### WORK ORDER
Your answer should be the lines below from the one with "pub fn is_finished(&self)" to the one with "const BOUNDS: Bounds", both included, given again exactly and with nothing added.

Content starts

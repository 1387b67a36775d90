//! Game Session
//!
//! One player's game from start to win or game over. The session owns
//! everything the game touches: simulation state, pending input, the
//! drawing surface and the leaderboard store. Nothing is shared between
//! sessions.

use std::time::Duration;

use serde::{Serialize, Deserialize};
use tracing::{debug, info};
use uuid::Uuid;

use crate::config::{ConfigError, GameConfig};
use crate::game::input::{GameplayMode, InputEvent, InputState};
use crate::game::state::{Bounds, GamePhase, GameState};
use crate::game::tick::{tick, TickResult};
use crate::render::{render_frame, DrawingSurface};
use crate::scores::leaderboard::{Leaderboard, ScoreEntry};
use crate::scores::store::{KeyValueStore, StoreError};

/// Unique session identifier.
pub type SessionId = Uuid;

// =============================================================================
// REQUEST
// =============================================================================

/// Form submitted to start a session.
#[derive(Debug, Clone, Default, PartialEq, Serialize, Deserialize)]
pub struct SessionRequest {
    /// Player nickname (must not be blank)
    pub nickname: String,
    /// Selected gameplay mode (must be present)
    pub mode: Option<GameplayMode>,
}

impl SessionRequest {
    /// Build a request from raw form values. Unknown mode names count as missing.
    pub fn from_form(nickname: &str, mode: &str) -> Self {
        Self {
            nickname: nickname.to_string(),
            mode: GameplayMode::from_name(mode),
        }
    }

    /// Check the required fields, returning the trimmed nickname and mode.
    pub fn validate(&self) -> Result<(String, GameplayMode), SessionError> {
        let nickname = self.nickname.trim();
        if nickname.is_empty() {
            return Err(SessionError::MissingNickname);
        }
        let mode = self.mode.ok_or(SessionError::MissingMode)?;
        Ok((nickname.to_string(), mode))
    }
}

// =============================================================================
// OUTCOME
// =============================================================================

/// Summary handed back when a session stops.
#[derive(Debug, Clone, PartialEq, Serialize, Deserialize)]
pub struct SessionOutcome {
    /// Session identifier
    pub session_id: SessionId,
    /// Player nickname
    pub nickname: String,
    /// Final phase (`Playing` if the session was stopped early)
    pub phase: GamePhase,
    /// Final score
    pub score: u32,
    /// Level reached
    pub level: u32,
    /// Ticks run
    pub ticks: u64,
}

// =============================================================================
// SESSION
// =============================================================================

/// A running game and everything it owns.
pub struct GameSession<D, S> {
    id: SessionId,
    mode: GameplayMode,
    state: GameState,
    input: InputState,
    surface: D,
    leaderboard: Leaderboard<S>,
    score_saved: bool,
}

impl<D: DrawingSurface, S: KeyValueStore> GameSession<D, S> {
    /// Start a session from a submitted form.
    ///
    /// Fails without side effects when the nickname is blank, no mode is
    /// selected or the config is unusable.
    pub fn start(
        request: &SessionRequest,
        bounds: Bounds,
        config: GameConfig,
        seed: u64,
        surface: D,
        store: S,
    ) -> Result<Self, SessionError> {
        let (nickname, mode) = request.validate()?;
        config.validate()?;
        let state = GameState::new(nickname, bounds, config, seed);
        Ok(Self::from_state(state, mode, surface, store))
    }

    /// Wrap an existing game state.
    pub fn from_state(state: GameState, mode: GameplayMode, surface: D, store: S) -> Self {
        let id = Uuid::new_v4();
        info!(
            session = %id,
            player = %state.ship.name,
            ?mode,
            width = state.bounds.width,
            height = state.bounds.height,
            "Session created"
        );

        Self {
            id,
            mode,
            state,
            input: InputState::new(),
            surface,
            leaderboard: Leaderboard::new(store),
            score_saved: false,
        }
    }

    /// Fold an input event into the next tick's input.
    ///
    /// Returns `false` if the event was ignored (wrong mode or game over).
    pub fn handle_input(&mut self, event: InputEvent) -> bool {
        if self.is_finished() {
            return false;
        }
        self.input.apply(event, self.mode)
    }

    /// Run one tick at session time `now`, then draw the frame.
    ///
    /// A won game records its score on the leaderboard.
    pub fn step(&mut self, now: Duration) -> Result<TickResult, SessionError> {
        if self.is_finished() {
            return Err(SessionError::Finished);
        }

        let result = tick(&mut self.state, &mut self.input, now);
        render_frame(&mut self.surface, &self.state);

        for event in &result.events {
            if event.is_terminal() {
                info!(session = %self.id, tick = event.tick, data = ?event.data, "Session ended");
            } else {
                debug!(session = %self.id, tick = event.tick, data = ?event.data, "Game event");
            }
        }

        if result.finished.is_some() {
            self.input.clear();
        }

        if result.finished == Some(GamePhase::Won) {
            self.save_score()?;
        }

        Ok(result)
    }

    fn save_score(&mut self) -> Result<(), SessionError> {
        if self.score_saved {
            return Ok(());
        }
        let entry = ScoreEntry::new(self.state.ship.name.clone(), self.state.ship.score);
        self.leaderboard.submit(entry)?;
        self.score_saved = true;
        Ok(())
    }

    /// Summary of the session so far.
    pub fn outcome(&self) -> SessionOutcome {
        SessionOutcome {
            session_id: self.id,
            nickname: self.state.ship.name.clone(),
            phase: self.state.phase,
            score: self.state.ship.score,
            level: self.state.level,
            ticks: self.state.tick,
        }
    }

    /// Session identifier.
    pub fn id(&self) -> SessionId {
        self.id
    }

    /// Gameplay mode.
    pub fn mode(&self) -> GameplayMode {
        self.mode
    }

    /// Game state.
    pub fn state(&self) -> &GameState {
        &self.state
    }

    /// Tuning constants in use.
    pub fn config(&self) -> &GameConfig {
        &self.state.config
    }

    /// Drawing surface.
    pub fn surface(&self) -> &D {
        &self.surface
    }

    /// Leaderboard.
    pub fn leaderboard(&self) -> &Leaderboard<S> {
        &self.leaderboard
    }

    /// Whether the game has ended.
    pub fn is_finished(&self) -> bool {
        self.state.phase.is_finished()
    }
}

/// Session errors.
#[derive(Debug, thiserror::Error)]
pub enum SessionError {
    /// Nickname left blank.
    #[error("Nickname is required")]
    MissingNickname,

    /// No gameplay mode selected.
    #[error("Gameplay mode is required")]
    MissingMode,

    /// Game already won or lost.
    #[error("Session already finished")]
    Finished,

    /// Tuning constants failed validation.
    #[error("Invalid config: {0}")]
    Config(#[from] ConfigError),

    /// Leaderboard could not be saved.
    #[error("Score store error: {0}")]
    Store(#[from] StoreError),
}

#[cfg(test)]
mod tests {
    use super::*;
    use crate::core::vec2::Vec2;
    use crate::game::asteroid::Asteroid;
    use crate::game::input::Key;
    use crate::render::RecordingSurface;
    use crate::scores::store::MemoryStore;

    const BOUNDS: Bounds = Bounds::new(800.0, 600.0);

    fn one_rock_session(mode: GameplayMode) -> GameSession<RecordingSurface, MemoryStore> {
        let config = GameConfig { level_asteroid_counts: vec![1], ..GameConfig::default() };
        let rock = Asteroid::new(0, Vec2::new(400.0, 150.0), Vec2::ZERO, 2, 50.0);
        let state = GameState::with_asteroids("ada", BOUNDS, config, vec![rock]);
        GameSession::from_state(state, mode, RecordingSurface::new(), MemoryStore::new())
    }

    #[test]
    fn test_request_validation() {
        assert!(matches!(
            SessionRequest::from_form("   ", "keyboard").validate(),
            Err(SessionError::MissingNickname)
        ));
        assert!(matches!(
            SessionRequest::from_form("ada", "").validate(),
            Err(SessionError::MissingMode)
        ));

        let (nickname, mode) = SessionRequest::from_form(" ada ", "mouse").validate().unwrap();
        assert_eq!(nickname, "ada");
        assert_eq!(mode, GameplayMode::Mouse);
    }

    #[test]
    fn test_start_rejects_incomplete_form() {
        let request = SessionRequest { nickname: String::new(), mode: Some(GameplayMode::Both) };
        let result = GameSession::start(
            &request,
            BOUNDS,
            GameConfig::default(),
            1,
            RecordingSurface::new(),
            MemoryStore::new(),
        );
        assert!(result.is_err());
    }

    #[test]
    fn test_start_rejects_invalid_config() {
        let request = SessionRequest::from_form("ada", "keyboard");
        for config in [
            GameConfig { level_asteroid_counts: vec![], ..GameConfig::default() },
            GameConfig { fps: 0, ..GameConfig::default() },
        ] {
            let result = GameSession::start(
                &request,
                BOUNDS,
                config,
                1,
                RecordingSurface::new(),
                MemoryStore::new(),
            );
            assert!(matches!(result, Err(SessionError::Config(ConfigError::Invalid { .. }))));
        }
    }

    #[test]
    fn test_start_spawns_level_one() {
        let request = SessionRequest::from_form("ada", "both");
        let session = GameSession::start(
            &request,
            BOUNDS,
            GameConfig::default(),
            42,
            RecordingSurface::new(),
            MemoryStore::new(),
        )
        .unwrap();

        assert_eq!(session.state().asteroids.len(), 5);
        assert_eq!(session.mode(), GameplayMode::Both);
        assert!(!session.is_finished());
    }

    #[test]
    fn test_mode_filters_input() {
        let mut session = one_rock_session(GameplayMode::Mouse);
        assert!(!session.handle_input(InputEvent::KeyDown(Key::Fire)));
        assert!(session.handle_input(InputEvent::PointerClick));
    }

    #[test]
    fn test_win_saves_score() {
        let mut session = one_rock_session(GameplayMode::Keyboard);
        let tick = session.config().tick_duration();

        // Two shots for a two-point rock, fired on separate ticks
        let mut now = Duration::ZERO;
        for _ in 0..2 {
            session.handle_input(InputEvent::KeyDown(Key::Fire));
            session.handle_input(InputEvent::KeyUp(Key::Fire));
            session.step(now).unwrap();
            now += tick;
        }
        while !session.is_finished() {
            session.step(now).unwrap();
            now += tick;
            assert!(session.state().tick < 100);
        }

        let outcome = session.outcome();
        assert_eq!(outcome.phase, GamePhase::Won);
        assert_eq!(outcome.score, 100);

        let stored = session.leaderboard().load().unwrap();
        assert_eq!(stored.len(), 1);
        assert_eq!(stored[0].nickname, "ada");
        assert_eq!(stored[0].score, 100);

        assert!(session.surface().texts().any(|t| t == "You Win!"));
        assert!(matches!(session.step(now), Err(SessionError::Finished)));
        assert!(!session.handle_input(InputEvent::KeyDown(Key::Fire)));
    }

    #[test]
    fn test_game_over_does_not_save() {
        let config = GameConfig { starting_lives: 1, ..GameConfig::default() };
        let rock = Asteroid::new(0, BOUNDS.center(), Vec2::ZERO, 2, 50.0);
        let state = GameState::with_asteroids("bob", BOUNDS, config, vec![rock]);
        let mut session =
            GameSession::from_state(state, GameplayMode::Keyboard, RecordingSurface::new(), MemoryStore::new());

        let result = session.step(Duration::ZERO).unwrap();
        assert_eq!(result.finished, Some(GamePhase::GameOver));
        assert!(session.leaderboard().load().unwrap().is_empty());
        assert!(session.surface().texts().any(|t| t == "Game Over"));
    }
}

Content ends

### OUTPUT FOR THIS TASK
    pub fn is_finished(&self) -> bool {
        self.state.phase.is_finished()
    }
}

/// Session errors.
#[derive(Debug, thiserror::Error)]
pub enum SessionError {
    /// Nickname left blank.
    #[error("Nickname is required")]
    MissingNickname,

    /// No gameplay mode selected.
    #[error("Gameplay mode is required")]
    MissingMode,

    /// Game already won or lost.
    #[error("Session already finished")]
    Finished,

    /// Tuning constants failed validation.
    #[error("Invalid config: {0}")]
    Config(#[from] ConfigError),

    /// Leaderboard could not be saved.
    #[error("Score store error: {0}")]
    Store(#[from] StoreError),
}

#[cfg(test)]
mod tests {
    use super::*;
    use crate::core::vec2::Vec2;
    use crate::game::asteroid::Asteroid;
    use crate::game::input::Key;
    use crate::render::RecordingSurface;
    use crate::scores::store::MemoryStore;

    const BOUNDS: Bounds = Bounds::new(800.0, 600.0);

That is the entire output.